Echan la vista atrás veinte años y aseguran sentir «vergüenza» por la brecha política que abrió el atentado. «¿Cuál era la prioridad? ¿Protestar contra el asesinato de dos personas y apoyar a sus familias o defender al lehendakari?», pregunta Begoña. Hubo distintas manifestaciones. Una convocada por Juan José Ibarretxe, que movilizó a todo el nacionalismo, y otra, en la que caminaron los allegados de las víctimas, socialistas, populares y miles de personas para condenar el último zarpazo de ETA. Los padres de Jorge no tuvieron fuerzas para asistir. Sí lo hicieron sus familiares. «Mi cuñado se enfrentó con Joseba Egibar, y encima él se le puso chulo. Recuerdo que volvieron a casa destrozados», lamenta Begoña. «Lo peor -prosigue José Antonio- es que hay cosas que no han cambiado».
- ¿A qué se refiere?
- A los 'ongi etorris'. O llamémoslos por su nombre, a los recibimientos apoteósicos. ¡Cómo es posible que haya gente que vaya a aplaudir a una persona por matar! ¡Y que vayan niños! ¡Pero qué educación es esa!

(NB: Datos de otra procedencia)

use std::path::Path;

use anyhow::{Context, Result};
use sharecast_protocol::ShareConfig;

pub const DEFAULT_CONFIG_PATH: &str = "/etc/sharecast/agent.toml";

/// Load configuration from a TOML file at the given path.
/// If the file doesn't exist, returns default configuration.
pub fn load_config(path: &Path) -> Result<ShareConfig> {
    if !path.exists() {
        tracing::warn!(
            "Config file not found at {}, using defaults",
            path.display()
        );
        return Ok(ShareConfig::default());
    }

    let contents = std::fs::read_to_string(path)
        .with_context(|| format!("Failed to read config file: {}", path.display()))?;

    let config: ShareConfig =
        toml::from_str(&contents).with_context(|| "Failed to parse config TOML")?;

    tracing::info!("Loaded config from {}", path.display());
    Ok(config)
}

/// Log every validation issue. Returns `false` if any of them is an error.
pub fn report_issues(config: &ShareConfig) -> bool {
    let Err(issues) = config.validate() else {
        return true;
    };
    let has_errors = issues.iter().any(|i| i.starts_with("ERROR:"));
    for issue in &issues {
        if issue.starts_with("ERROR:") {
            tracing::error!("{}", issue);
        } else {
            tracing::warn!("{}", issue);
        }
    }
    if has_errors {
        tracing::error!(
            "Configuration has {} issue(s). Fix the ERROR(s) above and restart.",
            issues.len()
        );
    }
    !has_errors
}

#[cfg(test)]
mod tests {
    use super::*;

    fn temp_path(name: &str) -> std::path::PathBuf {
        std::env::temp_dir().join(format!("sharecast-config-{}-{name}", std::process::id()))
    }

    #[test]
    fn missing_file_gives_defaults() {
        let config = load_config(&temp_path("absent.toml")).unwrap();
        assert_eq!(config.capture.width, 480);
        assert_eq!(config.signaling.max_message_size, 65_536);
    }

    #[test]
    fn file_values_are_loaded() {
        let path = temp_path("agent.toml");
        std::fs::write(
            &path,
            "[signaling]\nurl = \"ws://10.0.0.5:8080/ws\"\n\n[capture]\nframerate = 30\n",
        )
        .unwrap();

        let config = load_config(&path).unwrap();
        assert_eq!(config.signaling.url, "ws://10.0.0.5:8080/ws");
        assert_eq!(config.capture.framerate, 30);
        assert_eq!(config.capture.height, 960);

        std::fs::remove_file(&path).unwrap();
    }

    #[test]
    fn invalid_toml_is_an_error() {
        let path = temp_path("broken.toml");
        std::fs::write(&path, "[capture\nwidth = ").unwrap();
        assert!(load_config(&path).is_err());
        std::fs::remove_file(&path).unwrap();
    }

    #[test]
    fn report_issues_blocks_only_on_errors() {
        assert!(report_issues(&ShareConfig::default()));

        let mut warn_only = ShareConfig::default();
        warn_only.ice.turn_urls = vec!["turn:turn.example.com:3478".to_string()];
        assert!(report_issues(&warn_only));

        let mut broken = ShareConfig::default();
        broken.capture.framerate = 0;
        assert!(!report_issues(&broken));
    }
}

El mensaje que les debe quedar a las nuevas generaciones es que matar siempre estuvo y está mal.
«Luego se habla de reconciliación», añade Begoña. «Pero yo no me he enfadado con nadie; son ellos, los terroristas y quienes les jaleaban, quienes han actuado mal y tienen que hacer examen de conciencia para reconciliarse con ellos mismos». Tras el atentado fue «muy duro» intentar retomar sus vidas. «Durante mucho tiempo me costaba hablar con la gente. Sentía envidia sana cuando escuchaba a alguien lo que había hecho con su hijo. Dolía tanto...», reconoce el padre de Jorge. Él se refugió en su trabajo. Begoña lo intentó, pero tras acumular varias bajas, no fue capaz. «Al principio tenía rabia, hablaba con Jorge en alto y José Antonio lo pasaba fatal. Después, no quería hablar con nadie», relata. Un día se topó con una concentración a favor de los presos de ETA. «Me acerque a quienes tenían la pancarta y no sé qué les dije. ¿Sabe lo que me respondieron? 'Española de mierda'. Fíjese, menudo insulto», revela.

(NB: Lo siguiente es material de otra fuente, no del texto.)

use std::sync::Arc;
use std::sync::atomic::{AtomicBool, Ordering};

use anyhow::Context;
use async_trait::async_trait;
use sharecast_protocol::{IceCandidateRecord, IceServerInfo, SdpType, SessionDescription};
use tokio::task::JoinHandle;
use tracing::{debug, info, warn};
use webrtc::api::APIBuilder;
use webrtc::api::interceptor_registry::register_default_interceptors;
use webrtc::api::media_engine::{MIME_TYPE_H264, MediaEngine};
use webrtc::ice_transport::ice_candidate::RTCIceCandidateInit;
use webrtc::ice_transport::ice_server::RTCIceServer;
use webrtc::interceptor::registry::Registry;
use webrtc::peer_connection::RTCPeerConnection;
use webrtc::peer_connection::configuration::RTCConfiguration;
use webrtc::peer_connection::peer_connection_state::RTCPeerConnectionState;
use webrtc::peer_connection::sdp::session_description::RTCSessionDescription;
use webrtc::rtp_transceiver::RTCPFeedback;
use webrtc::rtp_transceiver::rtp_codec::{
    RTCRtpCodecCapability, RTCRtpCodecParameters, RTPCodecType,
};
use webrtc::rtp_transceiver::rtp_sender::RTCRtpSender;
use webrtc::track::track_local::TrackLocal;
use webrtc::track::track_local::track_local_static_sample::TrackLocalStaticSample;

use crate::engine::{AttachedTrack, FrameSource, PeerEngine, PeerFactory};
use crate::events::{EventSender, SessionEvent};

/// Constrained Baseline, which every browser decoder accepts and which the
/// capture pipeline forces on its encoder output.
const H264_FMTP: &str = "level-asymmetry-allowed=1;packetization-mode=1;profile-level-id=42e01f";

const FALLBACK_STUN: [&str; 2] = [
    "stun:stun.l.google.com:19302",
    "stun:stun1.l.google.com:19302",
];

fn h264_capability() -> RTCRtpCodecCapability {
    RTCRtpCodecCapability {
        mime_type: MIME_TYPE_H264.to_string(),
        clock_rate: 90000,
        channels: 0,
        sdp_fmtp_line: H264_FMTP.to_string(),
        rtcp_feedback: vec![
            RTCPFeedback {
                typ: "goog-remb".into(),
                parameter: "".into(),
            },
            RTCPFeedback {
                typ: "ccm".into(),
                parameter: "fir".into(),
            },
            RTCPFeedback {
                typ: "nack".into(),
                parameter: "".into(),
            },
            RTCPFeedback {
                typ: "nack".into(),
                parameter: "pli".into(),
            },
        ],
    }
}

fn rtc_ice_servers(ice_servers: &[IceServerInfo]) -> Vec<RTCIceServer> {
    if ice_servers.is_empty() {
        return vec![RTCIceServer {
            urls: FALLBACK_STUN.iter().map(|s| s.to_string()).collect(),
            ..Default::default()
        }];
    }
    ice_servers
        .iter()
        .map(|s| RTCIceServer {
            urls: s.urls.clone(),
            username: s.username.clone().unwrap_or_default(),
            credential: s.credential.clone().unwrap_or_default(),
        })
        .collect()
}

fn to_rtc(sdp: SessionDescription) -> anyhow::Result<RTCSessionDescription> {
    match sdp.kind {
        SdpType::Offer => RTCSessionDescription::offer(sdp.sdp).context("Failed to parse SDP offer"),
        SdpType::Answer => {
            RTCSessionDescription::answer(sdp.sdp).context("Failed to parse SDP answer")
        }
    }
}

/// Peer connection sending one H.264 video track.
pub struct WebRtcPeer {
    peer_connection: Arc<RTCPeerConnection>,
}

impl WebRtcPeer {
    pub async fn new(ice_servers: &[IceServerInfo]) -> anyhow::Result<Self> {
        let mut media_engine = MediaEngine::default();

        // H.264 only. Default codecs would let the viewer pick VP8, which the
        // pipeline never produces.
        media_engine.register_codec(
            RTCRtpCodecParameters {
                capability: h264_capability(),
                payload_type: 125,
                ..Default::default()
            },
            RTPCodecType::Video,
        )?;

        let mut registry = Registry::new();
        registry = register_default_interceptors(registry, &mut media_engine)?;

        let api = APIBuilder::new()
            .with_media_engine(media_engine)
            .with_interceptor_registry(registry)
            .build();

        let config = RTCConfiguration {
            ice_servers: rtc_ice_servers(ice_servers),
            ..Default::default()
        };

        let peer_connection = Arc::new(
            api.new_peer_connection(config)
                .await
                .context("Failed to create peer connection")?,
        );

        peer_connection.on_peer_connection_state_change(Box::new(move |state| {
            match state {
                RTCPeerConnectionState::Failed => warn!("Peer connection failed"),
                RTCPeerConnectionState::Disconnected => warn!("Peer connection disconnected"),
                _ => info!(?state, "Peer connection state changed"),
            }
            Box::pin(async {})
        }));

        info!("WebRTC peer connection created");
        Ok(Self { peer_connection })
    }

    /// Relay every locally gathered candidate to the session.
    pub fn relay_candidates(&self, events: EventSender) {
        self.peer_connection
            .on_ice_candidate(Box::new(move |candidate| {
                if let Some(c) = candidate {
                    match c.to_json() {
                        Ok(json) => {
                            events.emit(SessionEvent::LocalCandidate(IceCandidateRecord {
                                candidate: json.candidate,
                                sdp_mid: json.sdp_mid.unwrap_or_default(),
                                sdp_mline_index: json.sdp_mline_index.unwrap_or(0),
                            }));
                        }
                        Err(e) => warn!("Failed to serialize ICE candidate: {e}"),
                    }
                }
                Box::pin(async {})
            }));
    }
}

#[async_trait]
impl PeerEngine for WebRtcPeer {
    async fn create_offer(&self) -> anyhow::Result<SessionDescription> {
        let offer = self
            .peer_connection
            .create_offer(None)
            .await
            .context("Failed to create offer")?;
        for line in offer.sdp.lines() {
            if line.starts_with("m=") || line.starts_with("a=rtpmap:") || line.starts_with("a=fmtp:")
            {
                debug!(sdp_line = line, "Offer SDP");
            }
        }
        Ok(SessionDescription::offer(offer.sdp))
    }

    async fn set_local_description(&self, sdp: SessionDescription) -> anyhow::Result<()> {
        self.peer_connection
            .set_local_description(to_rtc(sdp)?)
            .await
            .context("Failed to set local description")
    }

    async fn set_remote_description(&self, sdp: SessionDescription) -> anyhow::Result<()> {
        self.peer_connection
            .set_remote_description(to_rtc(sdp)?)
            .await
            .context("Failed to set remote description")?;
        info!("Remote description applied");
        Ok(())
    }

    async fn add_ice_candidate(&self, candidate: IceCandidateRecord) -> anyhow::Result<()> {
        let init = RTCIceCandidateInit {
            candidate: candidate.candidate,
            sdp_mid: Some(candidate.sdp_mid),
            sdp_mline_index: Some(candidate.sdp_mline_index),
            ..Default::default()
        };
        self.peer_connection
            .add_ice_candidate(init)
            .await
            .context("Failed to add ICE candidate")?;
        debug!("Remote ICE candidate added");
        Ok(())
    }

    async fn add_track(&self, source: FrameSource) -> anyhow::Result<Box<dyn AttachedTrack>> {
        let FrameSource {
            mut frames,
            keyframe_request,
            ..
        } = source;

        // Track fmtp must match the registered codec or the track may bind to
        // packetization-mode=0.
        let track = Arc::new(TrackLocalStaticSample::new(
            h264_capability(),
            "video".to_string(),
            "sharecast".to_string(),
        ));
        let sender = self
            .peer_connection
            .add_track(Arc::clone(&track) as Arc<dyn TrackLocal + Send + Sync>)
            .await
            .context("Failed to add video track")?;

        let rtcp = start_rtcp_reader(Arc::clone(&sender), keyframe_request);

        let pump = tokio::spawn(async move {
            let mut failures = 0u64;
            while let Some(frame) = frames.recv().await {
                let sample = webrtc::media::Sample {
                    data: frame.data,
                    duration: frame.duration,
                    ..Default::default()
                };
                if let Err(e) = track.write_sample(&sample).await {
                    failures += 1;
                    if failures == 1 {
                        warn!("Failed to write video sample: {e}");
                    }
                }
            }
            debug!(failures, "Frame source ended");
        });

        Ok(Box::new(WebRtcTrack {
            peer_connection: Arc::clone(&self.peer_connection),
            sender: Some(sender),
            tasks: vec![pump, rtcp],
        }))
    }

    async fn close(&self) -> anyhow::Result<()> {
        self.peer_connection
            .close()
            .await
            .context("Failed to close peer connection")?;
        info!("Peer connection closed");
        Ok(())
    }
}

/// Read RTCP from the video sender and turn PLI/FIR into a keyframe request
/// for the capture engine.
fn start_rtcp_reader(sender: Arc<RTCRtpSender>, keyframe_request: Arc<AtomicBool>) -> JoinHandle<()> {
    tokio::spawn(async move {
        while let Ok((packets, _)) = sender.read_rtcp().await {
            for pkt in &packets {
                let pkt_any = pkt.as_any();
                if pkt_any.is::<rtcp::payload_feedbacks::picture_loss_indication::PictureLossIndication>()
                    || pkt_any.is::<rtcp::payload_feedbacks::full_intra_request::FullIntraRequest>()
                {
                    debug!("Received PLI/FIR keyframe request");
                    keyframe_request.store(true, Ordering::Relaxed);
                }
            }
        }
    })
}

struct WebRtcTrack {
    peer_connection: Arc<RTCPeerConnection>,
    sender: Option<Arc<RTCRtpSender>>,
    tasks: Vec<JoinHandle<()>>,
}

#[async_trait]
impl AttachedTrack for WebRtcTrack {
    async fn dispose(&mut self) -> anyhow::Result<()> {
        for task in self.tasks.drain(..) {
            task.abort();
        }
        if let Some(sender) = self.sender.take() {
            self.peer_connection
                .remove_track(&sender)
                .await
                .context("Failed to remove video track")?;
        }
        Ok(())
    }
}

/// Builds [`WebRtcPeer`]s with candidate relay wired up.
pub struct WebRtcPeerFactory;

#[async_trait]
impl PeerFactory for WebRtcPeerFactory {
    async fn create(
        &self,
        ice_servers: &[IceServerInfo],
        events: EventSender,
    ) -> anyhow::Result<Arc<dyn PeerEngine>> {
        let peer = WebRtcPeer::new(ice_servers)
            .await
            .context("Failed to create WebRTC peer")?;
        peer.relay_candidates(events);
        Ok(Arc::new(peer))
    }
}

Han pasado dos décadas, pero el vacío que dejó Jorge el día que le asesinaron nunca desaparecerá. «He soñado muchas veces que estábamos con él, que nada de aquello había ocurrido», se sincera José Antonio. «Te dicen que pienses en el tiempo que ha pasado con nosotros, lo feliz que ha sido... Pero nada te consuela cuando te quitan a un hijo».
El sindicato de la Ertzaintza Euspel ha remitido un escrito a la viceconsejería de Seguridad en el que solicitan que el edificio de los Berrozi, en Álava, lleve el nombre de Jorge Díez Elorza. Piden al Gobierno vasco que se coloque una placa en las instalaciones de esta unidad de la Policía autónoma y que se inaugure con un sencillo acto institucional en su memoria.